Experiências adversas na infância e seu impacto na saúde mental do adulto no contexto brasileiro: Fatores de risco, mediadores e moderadores
Experiências Adversas na Infância, Regulação Emocional, Autoestima, Contexto socioeconômico, Saúde Mental
As Experiências Adversas na Infância (EAIs) estão associadas a um maior risco de transtornos emocionais na vida adulta, como depressão e ansiedade. No entanto, os mecanismos que explicam essa relação ainda não são completamente compreendidos. A regulação emocional e a autoestima são possíveis mediadores desse efeito, pois adversidades precoces podem comprometer o processamento emocional e a percepção de si. Além disso, fatores socioeconômicos influenciam tanto a exposição às EAIs quanto a resiliência psicológica. Este estudo tem como objetivo investigar a relação entre EAIs e sintomas de depressão, ansiedade e estresse na vida adulta, considerando a mediação da regulação emocional e da autoestima, além do impacto de fatores socioeconômicos.
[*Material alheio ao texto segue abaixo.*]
//! deck-bridge - One-way command channel to the audio host
//!
//! Features:
//! - Colon-delimited command grammar, formatted on the panel side and
//!   parsed on the host side
//! - Host bindings hidden behind a single `HostBridge::deliver` contract
//! - Fire-and-forget: nothing is awaited, acknowledged or retried

pub mod bridge;
pub mod command;
pub mod error;
pub mod threshold;

pub use bridge::{
    BridgeKind, CommandChannel, HostBridge, HostEnvelope, InvokeBridge, MessageHandlerBridge,
    RecordingBridge, SliderBinding,
};
pub use command::{Command, MenuAction};
pub use error::CommandError;
pub use threshold::Threshold;
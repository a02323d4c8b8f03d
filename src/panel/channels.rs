//! Channel control groups and the host/UI sync rules.
//!
//! User input is mirrored into the entry and sent to the host; host pushes
//! overwrite the display and never echo back as commands.

use crate::panel::actions::UiAction;
use crate::panel::markup::{self, ChannelIds};
use deck_bridge::{SliderBinding, Threshold};
use deck_dom::{Dom, EventKind, InsertPosition};
use indexmap::IndexMap;
use log::{debug, error, warn};

const PAUSED_CLASS: &str = "w3-opacity-max";
const DEFAULT_VOLUME: u8 = 100;

/// What the panel currently shows for one channel.
#[derive(Clone, Debug, PartialEq, Eq)]
pub struct ChannelEntry {
    pub name: String,
    pub volume: u8,
    pub paused: bool,
    pub threshold: Threshold,
}

pub struct ChannelRegistry {
    container: String,
    binding: SliderBinding,
    entries: IndexMap<String, ChannelEntry>,
}

fn slider_event(binding: SliderBinding) -> EventKind {
    match binding {
        SliderBinding::Continuous => EventKind::Input,
        SliderBinding::Commit => EventKind::Change,
    }
}

impl ChannelRegistry {
    pub fn new(container: impl Into<String>, binding: SliderBinding) -> Self {
        Self {
            container: container.into(),
            binding,
            entries: IndexMap::new(),
        }
    }

    pub fn len(&self) -> usize {
        self.entries.len()
    }

    #[cfg(test)]
    pub fn is_empty(&self) -> bool {
        self.entries.is_empty()
    }

    #[cfg(test)]
    pub fn get(&self, name: &str) -> Option<&ChannelEntry> {
        self.entries.get(name)
    }

    /// Channel names in the order they were added.
    pub fn names(&self) -> impl Iterator<Item = &str> {
        self.entries.keys().map(String::as_str)
    }

    /// Render and wire a control group. Returns false, rendering nothing,
    /// for duplicate names and names the command grammar cannot carry.
    pub fn add_channel<D>(&mut self, dom: &mut D, name: &str) -> bool
    where
        D: Dom<UiAction> + ?Sized,
    {
        if name.is_empty() || name.contains(':') {
            warn!("Rejecting channel name '{}'", name);
            return false;
        }
        if self.entries.contains_key(name) {
            debug!("Channel '{}' already has a control group", name);
            return false;
        }

        let row = markup::channel_row(name, DEFAULT_VOLUME, Threshold::default());
        if let Err(e) = dom.insert(&self.container, InsertPosition::BeforeEnd, row) {
            error!("Failed to render channel '{}': {}", name, e);
            return false;
        }

        let ids = ChannelIds::new(name);
        let owned = name.to_string();
        dom.listen(
            &ids.slider,
            slider_event(self.binding),
            UiAction::Volume(owned.clone()),
        );
        dom.listen(&ids.skip, EventKind::Click, UiAction::Skip(owned.clone()));
        dom.listen(
            &ids.play_pause,
            EventKind::Click,
            UiAction::PlayPause(owned.clone()),
        );
        dom.listen(
            &ids.selector,
            EventKind::Change,
            UiAction::Threshold(owned.clone()),
        );

        self.entries.insert(
            owned.clone(),
            ChannelEntry {
                name: owned,
                volume: DEFAULT_VOLUME,
                paused: false,
                threshold: Threshold::default(),
            },
        );
        true
    }

    pub fn remove_channel<D>(&mut self, dom: &mut D, name: &str) -> bool
    where
        D: Dom<UiAction> + ?Sized,
    {
        if self.entries.shift_remove(name).is_none() {
            debug!("remove_channel: no channel '{}'", name);
            return false;
        }
        dom.remove(&ChannelIds::new(name).row);
        true
    }

    /// Host push: show `value` on the slider without emitting a command.
    pub fn set_volume<D>(&mut self, dom: &mut D, name: &str, value: u8) -> bool
    where
        D: Dom<UiAction> + ?Sized,
    {
        let Some(entry) = self.entries.get_mut(name) else {
            debug!("set_volume: no channel '{}'", name);
            return false;
        };
        let value = value.min(100);
        entry.volume = value;
        dom.set_value(&ChannelIds::new(name).slider, &value.to_string());
        true
    }

    /// Host push: dim (or undim) the channel head and slider.
    pub fn set_paused<D>(&mut self, dom: &mut D, name: &str, paused: bool) -> bool
    where
        D: Dom<UiAction> + ?Sized,
    {
        let Some(entry) = self.entries.get_mut(name) else {
            debug!("set_paused: no channel '{}'", name);
            return false;
        };
        entry.paused = paused;
        let ids = ChannelIds::new(name);
        dom.set_class(&ids.head, PAUSED_CLASS, paused);
        dom.set_class(&ids.slider, PAUSED_CLASS, paused);
        true
    }

    /// Destroy every control group.
    pub fn clear<D>(&mut self, dom: &mut D)
    where
        D: Dom<UiAction> + ?Sized,
    {
        let removed = dom.clear_children(&self.container);
        debug!("Cleared {} channel rows", removed);
        self.entries.clear();
    }

    /// Record a value the user dragged the slider to. The widget already
    /// shows it; only the entry is updated.
    pub fn note_volume_input(&mut self, name: &str, value: u8) {
        if let Some(entry) = self.entries.get_mut(name) {
            entry.volume = value;
        }
    }

    pub fn note_threshold_input(&mut self, name: &str, threshold: Threshold) {
        if let Some(entry) = self.entries.get_mut(name) {
            entry.threshold = threshold;
        }
    }
}
use crate::config::PanelConfig;
use crate::host::HostMessage;
use actions::UiAction;
use channels::ChannelRegistry;
use deck_bridge::{Command, CommandChannel, Threshold};
use deck_dom::{Dom, DomError, EventKind, Fired, InsertPosition, MemoryDom, ROOT_ID};
use deck_notify::{Dismiss, ErrorLog, NotificationStore};
use log::{debug, info, warn};
use markup::{ALERTS_ID, CHANNELS_ID, ERRORS_ID};

pub struct Panel {
    dom: MemoryDom<UiAction>,
    channels: ChannelRegistry,
    alerts: NotificationStore,
    errors: ErrorLog,
    commands: CommandChannel,
}

/// Slider and selector values arrive as strings; volumes may be fractional.
fn parse_volume(raw: &str) -> Option<u8> {
    raw.trim()
        .parse::<f64>()
        .ok()
        .filter(|v| v.is_finite())
        .map(|v| v.clamp(0.0, 100.0) as u8)
}
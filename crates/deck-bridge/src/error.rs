//! Error types for deck-bridge

/// Host-side command parsing errors
#[derive(Debug, Clone, PartialEq, Eq, thiserror::Error)]
pub enum CommandError {
    #[error("Empty command")]
    Empty,

    #[error("Unimplemented command: {0}")]
    Unknown(String),

    #[error("Command '{verb}' expects {expected} field(s), got {got}")]
    Arity {
        verb: String,
        expected: usize,
        got: usize,
    },

    #[error("Invalid value '{value}' for '{verb}'")]
    InvalidValue { verb: String, value: String },

    #[error("Empty channel name in '{0}'")]
    EmptyChannel(String),
}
A amostra (mínimo de 115 participantes) será composta por estudantes e servidores da Universidade Federal do Rio Grande do Norte (UFRN), recrutados por e-mail institucional e redes sociais. Os participantes responderão ao Questionário sobre Traumas na Infância (QUESI), ao Questionário de Regulação Emocional (QRE), à Escala de Autoestima de Rosenberg (EAR), à Escala de Depressão, Ansiedade e Estresse (DASS-21) e a um questionário socioeconômico desenvolvido para este estudo. A relação entre EAIs e sintomas de depressão, ansiedade e estresse será analisada por testes de correlação. As análises de mediação, utilizando regressão linear simples, avaliarão o papel da autoestima e da regulação emocional na relação entre EAIs e saúde mental. Além disso, a moderação do nível socioeconômico será testada por regressão linear com interação, verificando se esse fator influencia a força da associação entre EAIs e saúde mental. Espera-se que maiores níveis de EAIs estejam associados a piores indicadores de saúde mental, sendo essa relação parcialmente explicada pelos mediadores. Além disso, espera-se que condições socioeconômicas desfavoráveis na infância aumentem a vulnerabilidade aos desfechos emocionais negativos. A compreensão desses mecanismos pode contribuir para o desenvolvimento de estratégias preventivas e terapêuticas mais eficazes, além de informar o poder público sobre programas de suporte/ prevenção à ansiedade e à depressão em termos de prevenção à exposição às EAIs.